In short, this doesn’t actually mean much for the consumers of these crates. All crates will retain the same name on crates.io, and the crates aren’t tagged as "nursery" or “deprecated”, so the compiler won’t be issuing warnings or anything about usage of any of these crates.

This change is largely intended to message clearly what crates are “getting ready for stabilization” and which are “in need of dire overhaul”. It’s highly likely for crates like time to move from the deprecated area to the nursery after receiving some API scrutinization, for example.

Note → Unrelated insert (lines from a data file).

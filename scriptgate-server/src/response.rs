//! Turns the outcome of an execution into the HTTP response.

use std::path::PathBuf;

use axum::body::Body;
use axum::extract::Request;
use axum::http::{header, HeaderValue, StatusCode};
use axum::response::{IntoResponse, Response};
use axum::Json;
use scriptgate_api::api::{ExecutionResult, ResultKind, SUCCESS_HEADER};
use tower::ServiceExt;
use tower_http::services::ServeFile;

use crate::process::ExecutionError;

/// What the execution step hands to the translator.
pub type Outcome = Result<ExecutionResult, ExecutionError>;

fn success_header(success: bool) -> (&'static str, HeaderValue) {
    (
        SUCCESS_HEADER,
        HeaderValue::from_static(if success { "true" } else { "false" }),
    )
}

/// Plain text `500` with the error message.
impl IntoResponse for ExecutionError {
    fn into_response(self) -> Response {
        (
            StatusCode::INTERNAL_SERVER_ERROR,
            [success_header(false)],
            self.to_string(),
        )
            .into_response()
    }
}

pub async fn translate(id: u64, outcome: Outcome) -> Response {
    let result = match outcome {
        Ok(result) => result,
        Err(e) => {
            log::info!(id, e:display; "execution failed");
            return e.into_response();
        }
    };

    match result.kind {
        ResultKind::Object => {
            let success = result.success();
            log::debug!(id, success; "sending json result");
            (StatusCode::OK, [success_header(success)], Json(result.output)).into_response()
        }
        ResultKind::File => {
            let path = PathBuf::from(result.file_path().unwrap_or_default());
            log::debug!(id, path:debug = path; "sending file");
            match send_file(path).await {
                Ok(response) => response,
                Err(e) => {
                    log::warn!(id, e:display; "failed to send file");
                    e.into_response()
                }
            }
        }
    }
}

/// Streams the file as a download, keeping its name.
async fn send_file(path: PathBuf) -> Result<Response, ExecutionError> {
    let meta = tokio::fs::metadata(&path)
        .await
        .map_err(|source| ExecutionError::File {
            path: path.clone(),
            source,
        })?;
    if !meta.is_file() {
        return Err(ExecutionError::File {
            path,
            source: std::io::Error::new(std::io::ErrorKind::InvalidInput, "not a regular file"),
        });
    }

    let disposition = content_disposition(&path);
    let served = ServeFile::new(&path)
        .oneshot(Request::new(Body::empty()))
        .await
        .unwrap_or_else(|never| match never {});
    if !served.status().is_success() {
        return Err(ExecutionError::File {
            path,
            source: std::io::Error::other(format!("file server answered {}", served.status())),
        });
    }

    let mut response = served.map(Body::new);
    let headers = response.headers_mut();
    let (name, value) = success_header(true);
    headers.insert(name, value);
    headers.insert(header::CONTENT_DISPOSITION, disposition);
    Ok(response)
}

/// `attachment; filename="<name>"`, with an RFC 5987 variant for names that
/// are not plain ASCII.
fn content_disposition(path: &std::path::Path) -> HeaderValue {
    let Some(name) = path.file_name().map(|name| name.to_string_lossy().into_owned()) else {
        return HeaderValue::from_static("attachment");
    };

    let value = if name.chars().all(|c| c.is_ascii_graphic() || c == ' ') {
        let quoted = name.replace('\\', "\\\\").replace('"', "\\\"");
        format!("attachment; filename=\"{quoted}\"")
    } else {
        let fallback: String = name
            .chars()
            .map(|c| if c.is_ascii_graphic() && c != '"' && c != '\\' { c } else { '_' })
            .collect();
        format!(
            "attachment; filename=\"{fallback}\"; filename*=UTF-8''{}",
            urlencoding::encode(&name)
        )
    };
    HeaderValue::from_str(&value).unwrap_or_else(|_| HeaderValue::from_static("attachment"))
}
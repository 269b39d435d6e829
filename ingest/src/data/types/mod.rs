//! Shared data types
//!
//! Input model (OTLP resource spans as produced upstream), output model
//! (ingestion events) and the classification enums shared by both.

mod enums;
mod ingestion;
mod otel;

pub use enums::{EventType, ObservationKind, ObservationLevel, ObservationType};

pub use ingestion::{EventBody, IngestionEvent, ObservationBody, TraceBody};

pub use otel::{
    AnyValue, ByteBuffer, ExportTracePayload, InstrumentationScope, IntValue, KeyValue, LongBits,
    NanoTimestamp, OtelSpan, Resource, ResourceSpan, ScopeSpan, SpanEvent, Status,
};
use clap::{Parser, Subcommand, ValueEnum};

use std::path::PathBuf;

use super::constants::{
    ENV_CONFIG, ENV_PROJECT_ID, ENV_PUBLIC_KEY, ENV_SEEN_TRACES_MAX_ENTRIES,
    ENV_SEEN_TRACES_TTL_SECS,
};

#[derive(Parser)]
#[command(name = "otel-ingest")]
#[command(
    version,
    about = "Convert OTel trace exports into Langfuse ingestion events",
    long_about = None
)]
pub struct Cli {
    #[command(subcommand)]
    pub command: Commands,

    /// Path to config file
    #[arg(long, short = 'c', global = true, env = ENV_CONFIG)]
    pub config: Option<PathBuf>,

    /// Public key of the ingesting project (checked against Langfuse SDK scopes)
    #[arg(long, global = true, env = ENV_PUBLIC_KEY)]
    pub public_key: Option<String>,

    /// ID of the ingesting project
    #[arg(long, global = true, env = ENV_PROJECT_ID)]
    pub project_id: Option<String>,

    /// Maximum number of trace IDs remembered between batches
    #[arg(long, global = true, env = ENV_SEEN_TRACES_MAX_ENTRIES)]
    pub seen_traces_max_entries: Option<u64>,

    /// Seconds a remembered trace ID stays valid (0 = no expiry)
    #[arg(long, global = true, env = ENV_SEEN_TRACES_TTL_SECS)]
    pub seen_traces_ttl_secs: Option<u64>,
}

/// Wire encoding of an input file
#[derive(ValueEnum, Clone, Copy, Debug, Default, PartialEq, Eq)]
pub enum InputFormat {
    /// `{"resourceSpans": [...]}` or a bare array of resource spans
    #[default]
    Json,
    /// Binary `ExportTraceServiceRequest`
    Protobuf,
}

#[derive(Subcommand, Clone, Debug)]
pub enum Commands {
    /// Convert an exported trace payload into ingestion events (printed as JSON)
    Convert {
        /// Input file
        #[arg(long, short = 'i')]
        input: PathBuf,

        /// Input encoding
        #[arg(long, short = 'f', value_enum, default_value_t = InputFormat::Json)]
        format: InputFormat,

        /// Pretty-print the output
        #[arg(long)]
        pretty: bool,
    },
    /// Count the spans in a JSON payload (-1 if the payload is malformed)
    Count {
        /// Input file
        #[arg(long, short = 'i')]
        input: PathBuf,
    },
}

/// Configuration derived from CLI arguments
#[derive(Debug, Clone, Default)]
pub struct CliConfig {
    pub config: Option<PathBuf>,
    pub public_key: Option<String>,
    pub project_id: Option<String>,
    pub seen_traces_max_entries: Option<u64>,
    pub seen_traces_ttl_secs: Option<u64>,
}

/// Parse CLI arguments and return config with command
pub fn parse() -> (CliConfig, Commands) {
    let cli = Cli::parse();
    let config = CliConfig {
        config: cli.config,
        public_key: cli.public_key,
        project_id: cli.project_id,
        seen_traces_max_entries: cli.seen_traces_max_entries,
        seen_traces_ttl_secs: cli.seen_traces_ttl_secs,
    };
    (config, cli.command)
}

#[cfg(test)]
mod tests {
    use super::*;
    use clap::CommandFactory;

    #[test]
    fn test_cli_definition_is_valid() {
        Cli::command().debug_assert();
    }

    #[test]
    fn test_parse_convert_with_globals() {
        let cli = Cli::try_parse_from([
            "otel-ingest",
            "convert",
            "--input",
            "spans.json",
            "--public-key",
            "pk-lf-1",
            "--format",
            "protobuf",
        ])
        .unwrap();
        assert_eq!(cli.public_key.as_deref(), Some("pk-lf-1"));
        match cli.command {
            Commands::Convert { input, format, pretty } => {
                assert_eq!(input, PathBuf::from("spans.json"));
                assert_eq!(format, InputFormat::Protobuf);
                assert!(!pretty);
            }
            other => panic!("unexpected command: {other:?}"),
        }
    }

    #[test]
    fn test_command_is_required() {
        assert!(Cli::try_parse_from(["otel-ingest"]).is_err());
    }
}
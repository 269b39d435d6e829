//! Span conversion pipeline
//!
//! This module turns OTel resource spans into Langfuse ingestion events:
//!
//! - `extract` - Layered attribute resolution (trace and observation fields)
//! - `classify` - Observation kind, display name, root and trace-update detection
//! - `dedup` - Full / shallow / skipped trace emission and the batch post-filter
//! - `assemble` - Trace and observation event bodies
//! - `pipeline` - Batch orchestrator and public key check

mod assemble;
mod classify;
mod dedup;
mod error;
mod extract;
mod pipeline;

pub use dedup::TraceEmission;
pub use error::IngestError;
pub use extract::EntityUpdate;
pub use pipeline::{OtelIngestProcessor, count_spans, is_langfuse_sdk_scope};
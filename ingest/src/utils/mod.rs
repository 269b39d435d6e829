//! Utility functions for the application

pub mod json;
pub mod otlp;
pub mod string;
pub mod time;
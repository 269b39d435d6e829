//! Attribute resolution
//!
//! Folds the attributes and events of one span into an [`EntityUpdate`] for
//! either the trace or the observation derived from it.
//!
//! ## Pass Order (lowest to highest priority)
//!
//! 1. `base`: bare keys (`model`, `input`, `input.value`, `mlflow.*`, `traceloop.entity.*`)
//! 2. `gen_ai`: OTel GenAI semantic conventions (`gen_ai.*`)
//! 3. `llm`: TraceLoop / OpenInference (`llm.*`)
//! 4. `vercel`: Vercel AI SDK (`ai.*`)
//! 5. `events`: span events (`gen_ai.content.*`, `gen_ai.*.message`, `gen_ai.choice`)
//! 6. `semconv`: generic identity (`session.id`, `user.id`, `deployment.environment`)
//! 7. `langfuse`: explicit overrides (`langfuse.*`)
//!
//! Every pass writes into the same builder; a later pass overwrites scalar
//! slots written by an earlier one and merges into map slots. The order of
//! [`RESOLVER_PASSES`] is therefore the priority rule.

mod attributes;
mod events;
mod langfuse;

use serde_json::{Map, Value as JsonValue};

use crate::data::types::ObservationLevel;
use crate::utils::json::{merge_json, value_as_number};
use crate::utils::otlp::AttributeMap;

pub use self::events::DecodedEvent;

// ============================================================================
// ATTRIBUTE KEYS
// ============================================================================

pub(super) mod keys {
    // Base heuristics
    pub const MODEL: &str = "model";
    pub const INPUT: &str = "input";
    pub const OUTPUT: &str = "output";
    pub const INPUT_VALUE: &str = "input.value";
    pub const OUTPUT_VALUE: &str = "output.value";
    pub const MLFLOW_SPAN_INPUTS: &str = "mlflow.spanInputs";
    pub const MLFLOW_SPAN_OUTPUTS: &str = "mlflow.spanOutputs";
    pub const TRACELOOP_ENTITY_INPUT: &str = "traceloop.entity.input";
    pub const TRACELOOP_ENTITY_OUTPUT: &str = "traceloop.entity.output";
    pub const MODEL_CONFIG: &str = "model_config";
    pub const TAGS: &str = "tags";

    // GenAI
    pub const GEN_AI_REQUEST_MODEL: &str = "gen_ai.request.model";
    pub const GEN_AI_RESPONSE_MODEL: &str = "gen_ai.response.model";
    pub const GEN_AI_REQUEST_PREFIX: &str = "gen_ai.request.";
    pub const GEN_AI_USAGE_PREFIX: &str = "gen_ai.usage.";
    pub const GEN_AI_PROMPT: &str = "gen_ai.prompt";
    pub const GEN_AI_COMPLETION: &str = "gen_ai.completion";
    pub const GEN_AI_PROMPT_PREFIX: &str = "gen_ai.prompt.";
    pub const GEN_AI_COMPLETION_PREFIX: &str = "gen_ai.completion.";
    pub const GEN_AI_INPUT_MESSAGES: &str = "gen_ai.input.messages";
    pub const GEN_AI_OUTPUT_MESSAGES: &str = "gen_ai.output.messages";
    pub const GEN_AI_CONVERSATION_ID: &str = "gen_ai.conversation.id";
    pub const GEN_AI_SYSTEM: &str = "gen_ai.system";

    // TraceLoop / OpenInference
    pub const LLM_MODEL_NAME: &str = "llm.model_name";
    pub const LLM_REQUEST_MODEL: &str = "llm.request.model";
    pub const LLM_INVOCATION_PARAMETERS: &str = "llm.invocation_parameters";
    pub const LLM_TOKEN_COUNT_PREFIX: &str = "llm.token_count.";
    pub const LLM_COST_PREFIX: &str = "llm.cost.";
    pub const LLM_INPUT_MESSAGES_PREFIX: &str = "llm.input_messages.";
    pub const LLM_OUTPUT_MESSAGES_PREFIX: &str = "llm.output_messages.";
    pub const OPENINFERENCE_SPAN_KIND: &str = "openinference.span.kind";

    // Vercel AI SDK
    pub const AI_MODEL_ID: &str = "ai.model.id";
    pub const AI_PROMPT: &str = "ai.prompt";
    pub const AI_PROMPT_MESSAGES: &str = "ai.prompt.messages";
    pub const AI_RESPONSE_TEXT: &str = "ai.response.text";
    pub const AI_RESULT_TEXT: &str = "ai.result.text";
    pub const AI_USAGE_PROMPT_TOKENS: &str = "ai.usage.promptTokens";
    pub const AI_USAGE_COMPLETION_TOKENS: &str = "ai.usage.completionTokens";
    pub const AI_USAGE_TOTAL_TOKENS: &str = "ai.usage.totalTokens";
    pub const AI_TELEMETRY_METADATA_PREFIX: &str = "ai.telemetry.metadata.";

    // Semantic conventions
    pub const SESSION_ID: &str = "session.id";
    pub const USER_ID: &str = "user.id";
    pub const DEPLOYMENT_ENV: &str = "deployment.environment";
    pub const DEPLOYMENT_ENV_NAME: &str = "deployment.environment.name";
    pub const SERVICE_VERSION: &str = "service.version";

    // Display name
    pub const LOGFIRE_MSG: &str = "logfire.msg";

    // Langfuse: trace
    pub const LANGFUSE_TRACE_PREFIX: &str = "langfuse.trace.";
    pub const LANGFUSE_TRACE_NAME: &str = "langfuse.trace.name";
    pub const LANGFUSE_TRACE_INPUT: &str = "langfuse.trace.input";
    pub const LANGFUSE_TRACE_OUTPUT: &str = "langfuse.trace.output";
    pub const LANGFUSE_TRACE_METADATA: &str = "langfuse.trace.metadata";
    pub const LANGFUSE_TRACE_METADATA_PREFIX: &str = "langfuse.trace.metadata.";
    pub const LANGFUSE_TRACE_TAGS: &str = "langfuse.trace.tags";
    pub const LANGFUSE_TRACE_PUBLIC: &str = "langfuse.trace.public";
    pub const LANGFUSE_TRACE_USER_ID: &str = "langfuse.trace.user_id";
    pub const LANGFUSE_TRACE_SESSION_ID: &str = "langfuse.trace.session_id";

    // Langfuse: observation
    pub const LANGFUSE_OBSERVATION_TYPE: &str = "langfuse.observation.type";
    pub const LANGFUSE_OBSERVATION_INPUT: &str = "langfuse.observation.input";
    pub const LANGFUSE_OBSERVATION_OUTPUT: &str = "langfuse.observation.output";
    pub const LANGFUSE_OBSERVATION_METADATA: &str = "langfuse.observation.metadata";
    pub const LANGFUSE_OBSERVATION_METADATA_PREFIX: &str = "langfuse.observation.metadata.";
    pub const LANGFUSE_OBSERVATION_MODEL: &str = "langfuse.observation.model.name";
    pub const LANGFUSE_OBSERVATION_MODEL_PARAMETERS: &str = "langfuse.observation.model.parameters";
    pub const LANGFUSE_OBSERVATION_USAGE_DETAILS: &str = "langfuse.observation.usage_details";
    pub const LANGFUSE_OBSERVATION_COST_DETAILS: &str = "langfuse.observation.cost_details";
    pub const LANGFUSE_OBSERVATION_PROMPT_NAME: &str = "langfuse.observation.prompt.name";
    pub const LANGFUSE_OBSERVATION_PROMPT_VERSION: &str = "langfuse.observation.prompt.version";
    pub const LANGFUSE_OBSERVATION_LEVEL: &str = "langfuse.observation.level";
    pub const LANGFUSE_OBSERVATION_STATUS_MESSAGE: &str = "langfuse.observation.status_message";
    pub const LANGFUSE_OBSERVATION_COMPLETION_START_TIME: &str =
        "langfuse.observation.completion_start_time";

    // Langfuse: shared
    pub const LANGFUSE_SESSION_ID: &str = "langfuse.session.id";
    pub const LANGFUSE_USER_ID: &str = "langfuse.user.id";
    pub const LANGFUSE_ENVIRONMENT: &str = "langfuse.environment";
    pub const LANGFUSE_METADATA: &str = "langfuse.metadata";
    pub const LANGFUSE_METADATA_PREFIX: &str = "langfuse.metadata.";
    pub const LANGFUSE_TAGS: &str = "langfuse.tags";
    pub const LANGFUSE_PUBLIC: &str = "langfuse.public";
    pub const LANGFUSE_VERSION: &str = "langfuse.version";
    pub const LANGFUSE_RELEASE: &str = "langfuse.release";
    pub const LANGFUSE_AS_ROOT: &str = "langfuse.internal.as_root";

    // Events
    pub const EVENT_CONTENT_PROMPT: &str = "gen_ai.content.prompt";
    pub const EVENT_CONTENT_COMPLETION: &str = "gen_ai.content.completion";
    pub const EVENT_SYSTEM_MESSAGE: &str = "gen_ai.system.message";
    pub const EVENT_USER_MESSAGE: &str = "gen_ai.user.message";
    pub const EVENT_ASSISTANT_MESSAGE: &str = "gen_ai.assistant.message";
    pub const EVENT_TOOL_MESSAGE: &str = "gen_ai.tool.message";
    pub const EVENT_CHOICE: &str = "gen_ai.choice";
    pub const EVENT_EXCEPTION: &str = "exception";
    pub const EXCEPTION_TYPE: &str = "exception.type";
    pub const EXCEPTION_MESSAGE: &str = "exception.message";
}

// ============================================================================
// ENTITY UPDATE
// ============================================================================

/// Canonical fields resolved for one trace or observation.
///
/// Scalar slots are last-write-wins. Map slots (`metadata`,
/// `model_parameters`, `usage_details`, `cost_details`) merge key-by-key
/// when both sides are objects.
#[derive(Debug, Clone, Default, PartialEq)]
pub struct EntityUpdate {
    pub name: Option<String>,
    pub environment: Option<String>,
    pub user_id: Option<String>,
    pub session_id: Option<String>,
    pub tags: Option<Vec<String>>,
    pub input: Option<JsonValue>,
    pub output: Option<JsonValue>,
    pub metadata: Option<JsonValue>,
    pub model: Option<String>,
    pub model_parameters: Option<JsonValue>,
    pub usage_details: Option<JsonValue>,
    pub cost_details: Option<JsonValue>,
    pub prompt_name: Option<String>,
    pub prompt_version: Option<i64>,
    pub level: Option<ObservationLevel>,
    pub status_message: Option<String>,
    pub version: Option<String>,
    pub release: Option<String>,
    pub public: Option<bool>,
    pub completion_start_time: Option<String>,
}

impl EntityUpdate {
    pub fn merge_metadata(&mut self, value: JsonValue) {
        merge_json(&mut self.metadata, value);
    }

    pub fn set_metadata_key(&mut self, key: &str, value: JsonValue) {
        insert_key(&mut self.metadata, key, value);
    }

    pub fn merge_model_parameters(&mut self, value: JsonValue) {
        merge_json(&mut self.model_parameters, value);
    }

    pub fn set_model_parameter(&mut self, key: &str, value: JsonValue) {
        insert_key(&mut self.model_parameters, key, value);
    }

    /// Record a usage counter from a `gen_ai.usage.<suffix>` style key.
    ///
    /// `cost` is routed to `cost_details.total`; non-numeric values are dropped.
    pub fn add_usage(&mut self, suffix: &str, value: &JsonValue) {
        let Some(number) = value_as_number(value) else {
            tracing::debug!(suffix, value = %value, "Dropping non-numeric usage value");
            return;
        };
        match usage_key(suffix) {
            UsageKey::Cost => insert_key(&mut self.cost_details, "total", number),
            UsageKey::Counter(key) => insert_key(&mut self.usage_details, key, number),
        }
    }

    /// Record a cost entry under `cost_details.<key>`.
    pub fn add_cost(&mut self, key: &str, value: &JsonValue) {
        match value_as_number(value) {
            Some(number) => insert_key(&mut self.cost_details, key, number),
            None => tracing::debug!(key, value = %value, "Dropping non-numeric cost value"),
        }
    }

    /// Merge an explicit usage map. A `cost` entry moves to `cost_details.total`.
    ///
    /// Numeric strings are coerced; other non-numeric entries are dropped.
    pub fn merge_usage_details(&mut self, value: JsonValue) {
        let JsonValue::Object(mut map) = value else {
            self.usage_details = Some(value);
            return;
        };
        if let Some(cost) = map.remove("cost") {
            self.add_cost("total", &cost);
        }
        let mut counters = Map::new();
        for (key, value) in map {
            match value_as_number(&value) {
                Some(number) => {
                    counters.insert(key, number);
                }
                None => tracing::debug!(key, value = %value, "Dropping non-numeric usage value"),
            }
        }
        merge_json(&mut self.usage_details, JsonValue::Object(counters));
    }

    pub fn merge_cost_details(&mut self, value: JsonValue) {
        merge_json(&mut self.cost_details, value);
    }
}

enum UsageKey<'a> {
    Counter(&'a str),
    Cost,
}

fn usage_key(suffix: &str) -> UsageKey<'_> {
    match suffix {
        "input_tokens" | "prompt_tokens" | "prompt" => UsageKey::Counter("input"),
        "output_tokens" | "completion_tokens" | "completion" => UsageKey::Counter("output"),
        "total_tokens" | "total" => UsageKey::Counter("total"),
        "cost" => UsageKey::Cost,
        other => UsageKey::Counter(other),
    }
}

/// Insert into an object slot, replacing a non-object value.
fn insert_key(slot: &mut Option<JsonValue>, key: &str, value: JsonValue) {
    if !matches!(slot, Some(JsonValue::Object(_))) {
        *slot = Some(JsonValue::Object(Map::new()));
    }
    if let Some(JsonValue::Object(map)) = slot {
        map.insert(key.to_string(), value);
    }
}

// ============================================================================
// RESOLVER
// ============================================================================

/// Which entity the resolved fields are for
#[derive(Debug, Clone, Copy, PartialEq, Eq)]
pub enum Target {
    Trace,
    Observation,
}

/// Inputs shared by every pass for one span
#[derive(Debug, Clone, Copy)]
pub struct ResolveContext<'a> {
    /// Resource attributes overlaid by span attributes
    pub attributes: &'a AttributeMap,
    pub events: &'a [DecodedEvent],
    pub span_name: &'a str,
}

type PassFn = fn(&ResolveContext<'_>, Target, &mut EntityUpdate);

/// A named resolution stage
pub struct ResolverPass {
    pub name: &'static str,
    pub run: PassFn,
}

/// Resolution passes in ascending priority.
pub const RESOLVER_PASSES: &[ResolverPass] = &[
    ResolverPass {
        name: "base",
        run: attributes::resolve_base,
    },
    ResolverPass {
        name: "gen_ai",
        run: attributes::resolve_gen_ai,
    },
    ResolverPass {
        name: "llm",
        run: attributes::resolve_llm,
    },
    ResolverPass {
        name: "vercel",
        run: attributes::resolve_vercel,
    },
    ResolverPass {
        name: "events",
        run: events::resolve_events,
    },
    ResolverPass {
        name: "semconv",
        run: attributes::resolve_semconv,
    },
    ResolverPass {
        name: "langfuse",
        run: langfuse::resolve_langfuse,
    },
];

/// Run every pass in order and return the folded update.
pub fn resolve(ctx: &ResolveContext<'_>, target: Target) -> EntityUpdate {
    let mut update = EntityUpdate::default();
    for pass in RESOLVER_PASSES {
        (pass.run)(ctx, target, &mut update);
        tracing::trace!(pass = pass.name, ?target, "Applied resolver pass");
    }
    tracing::trace!(span_name = ctx.span_name, ?target, update = ?update, "Resolved attributes");
    update
}

/// Merge resource attributes (base layer) with span attributes (overlay).
pub fn layer_attributes(resource: &AttributeMap, span: &AttributeMap) -> AttributeMap {
    let mut merged = resource.clone();
    for (key, value) in span {
        merged.insert(key.clone(), value.clone());
    }
    merged
}
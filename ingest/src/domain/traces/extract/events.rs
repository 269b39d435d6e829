//! Span event resolver pass
//!
//! Handles the event-based GenAI conventions: content events carrying the
//! whole prompt/completion, one event per chat message, and `gen_ai.choice`.
//! Any other event is nested under `output` by attribute name.

use serde_json::{Map, Value as JsonValue};

use super::attributes::get;
use super::{EntityUpdate, ResolveContext, Target, keys};
use crate::data::types::SpanEvent;
use crate::utils::json::{structured_or_raw, value_to_string};
use crate::utils::otlp::{AttributeMap, decode_attributes};

/// A span event with decoded attributes
#[derive(Debug, Clone, PartialEq)]
pub struct DecodedEvent {
    pub name: String,
    pub attributes: AttributeMap,
}

impl From<&SpanEvent> for DecodedEvent {
    fn from(event: &SpanEvent) -> Self {
        Self {
            name: event.name.clone(),
            attributes: decode_attributes(&event.attributes),
        }
    }
}

fn message_role(event_name: &str) -> Option<&'static str> {
    match event_name {
        keys::EVENT_SYSTEM_MESSAGE => Some("system"),
        keys::EVENT_USER_MESSAGE => Some("user"),
        keys::EVENT_ASSISTANT_MESSAGE => Some("assistant"),
        keys::EVENT_TOOL_MESSAGE => Some("tool"),
        _ => None,
    }
}

pub(super) fn resolve_events(ctx: &ResolveContext<'_>, target: Target, update: &mut EntityUpdate) {
    if target == Target::Trace || ctx.events.is_empty() {
        return;
    }

    let mut messages: Vec<JsonValue> = Vec::new();
    let mut output = Map::new();

    for event in ctx.events {
        let attrs = &event.attributes;
        fold_usage(attrs, update);

        match event.name.as_str() {
            keys::EVENT_CONTENT_PROMPT => match get(attrs, keys::GEN_AI_PROMPT) {
                Some(prompt) => update.input = Some(structured_or_raw(prompt)),
                None => nest_attributes(attrs, &mut output),
            },
            keys::EVENT_CONTENT_COMPLETION => match get(attrs, keys::GEN_AI_COMPLETION) {
                Some(completion) => update.output = Some(structured_or_raw(completion)),
                None => nest_attributes(attrs, &mut output),
            },
            keys::EVENT_CHOICE => {
                for (key, value) in payload_attributes(attrs) {
                    output.insert(key.clone(), structured_or_raw(value));
                }
            }
            keys::EVENT_EXCEPTION if update.status_message.is_none() => {
                update.status_message = exception_message(attrs);
            }
            name => match message_role(name) {
                Some(role) => messages.push(message_from_event(attrs, role)),
                None => {
                    tracing::trace!(event = %name, "Nesting unmapped span event under output");
                    nest_attributes(attrs, &mut output);
                }
            },
        }
    }

    if !messages.is_empty() {
        update.input = Some(JsonValue::Array(messages));
    }
    if !output.is_empty() {
        merge_output(update, output);
    }
}

/// Event attributes other than usage counters and the system marker.
fn payload_attributes(attrs: &AttributeMap) -> impl Iterator<Item = (&String, &JsonValue)> {
    attrs.iter().filter(|(key, value)| {
        !value.is_null()
            && key.as_str() != keys::GEN_AI_SYSTEM
            && !key.starts_with(keys::GEN_AI_USAGE_PREFIX)
    })
}

fn fold_usage(attrs: &AttributeMap, update: &mut EntityUpdate) {
    for (key, value) in attrs {
        if let Some(suffix) = key.strip_prefix(keys::GEN_AI_USAGE_PREFIX) {
            update.add_usage(suffix, value);
        }
    }
}

fn message_from_event(attrs: &AttributeMap, role: &str) -> JsonValue {
    let mut message = Map::new();
    for (key, value) in payload_attributes(attrs) {
        message.insert(key.clone(), structured_or_raw(value));
    }
    if !message.contains_key("role") {
        message.insert("role".to_string(), JsonValue::String(role.to_string()));
    }
    JsonValue::Object(message)
}

fn nest_attributes(attrs: &AttributeMap, output: &mut Map<String, JsonValue>) {
    for (key, value) in payload_attributes(attrs) {
        output.insert(key.clone(), value.clone());
    }
}

/// Fold event-derived output keys into the resolved output.
fn merge_output(update: &mut EntityUpdate, incoming: Map<String, JsonValue>) {
    match update.output.as_mut() {
        Some(JsonValue::Object(existing)) => existing.extend(incoming),
        _ => update.output = Some(JsonValue::Object(incoming)),
    }
}

fn exception_message(attrs: &AttributeMap) -> Option<String> {
    let kind = get(attrs, keys::EXCEPTION_TYPE).and_then(value_to_string);
    let message = get(attrs, keys::EXCEPTION_MESSAGE).and_then(value_to_string);
    match (kind, message) {
        (Some(kind), Some(message)) => Some(format!("{kind}: {message}")),
        (Some(only), None) | (None, Some(only)) => Some(only),
        (None, None) => None,
    }
}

New owners for some rust-lang crates
#2

I’ve already said previously that I’d adopt semver, if that’s still cool.


#3

I’m willing to maintain (but am unlikely to improve) the term crate if nobody else wants it (although you’d probably be a better maintainer as you wrote almost all of the code).


#4

I could take care of num crate as I often find myself in need to use that (and if there is no one who want to do so).


#5

I also use num, and am willing to co-maintain if you like.


#6

Thanks for volunteering! I’m also willing to take over rlibc, and we’ll talk more about transferring the crates in the libs triage meeting this week if we get the chance, so I’ll get back to you!


#7

That would be great.


#8

The numeric traits in num are very useful for playing with generic mathematics, such as Float and Signed. I hope that they could be added in std::num. What is the current status of num-reform RFC?


#9

The num-reform RFC was what led to the creation of the num crate in the first place. It’s still not exactly clear what we want to eventually stabilize.


#10

Right. In particular, the hope was that we could explore various “numeric hierarchies” using traits outside of std for a while. It’s worth remembering that there was a long pre-1.0 history of trying different traits, and we still weren’t in a mature place.

I would really love for some domain experts to lead the charge, here!


#11

From my personal experience, we only need six primitive traits (Int, UnsignedInt, Signed, Float, Zero, One) in std::num to cover most use cases. They provide very basic functionalities for generic mathematics. Other numeric hierarchies should left to external crates.


#12

As an update, the libs team didn’t have time to talk about this topic this week in triage, but we’ll be sure to get to it next week!


#13

Alright, we discussed this at the last triage meeting and we’re all good with the transfers, if you want to sync up with me on IRC acrichto I’ll get the crate transferred to you!


#14

I have some interest in maintaining the threadpool crate. We use it for a few projects internally at my job and am fairly familiar with internals.


#15

Thanks for volunteering @frewsxcv! The threadpool crate has now been transferred to you.


#16

@alexcrichton would you create GH organization for me and @cuviper and move num into it?


#17

@hauleth I’ve replied in a PM, we can discussion off-thread from here :smile:


#18

What’s the status of the num crate? I want to contribute code to it. The crates.io metadata indicates that the transfer hasn’t happened yet.


#19

It’s been transfered (FWIW, github will auto-redirect transferred projects, so the github.com/rust-lang/num “Repository” link reported on crates.io will actually get you there).


#20

We haven’t published any new versions of num yet, but probably should soon. We’re definitely taking contributions though!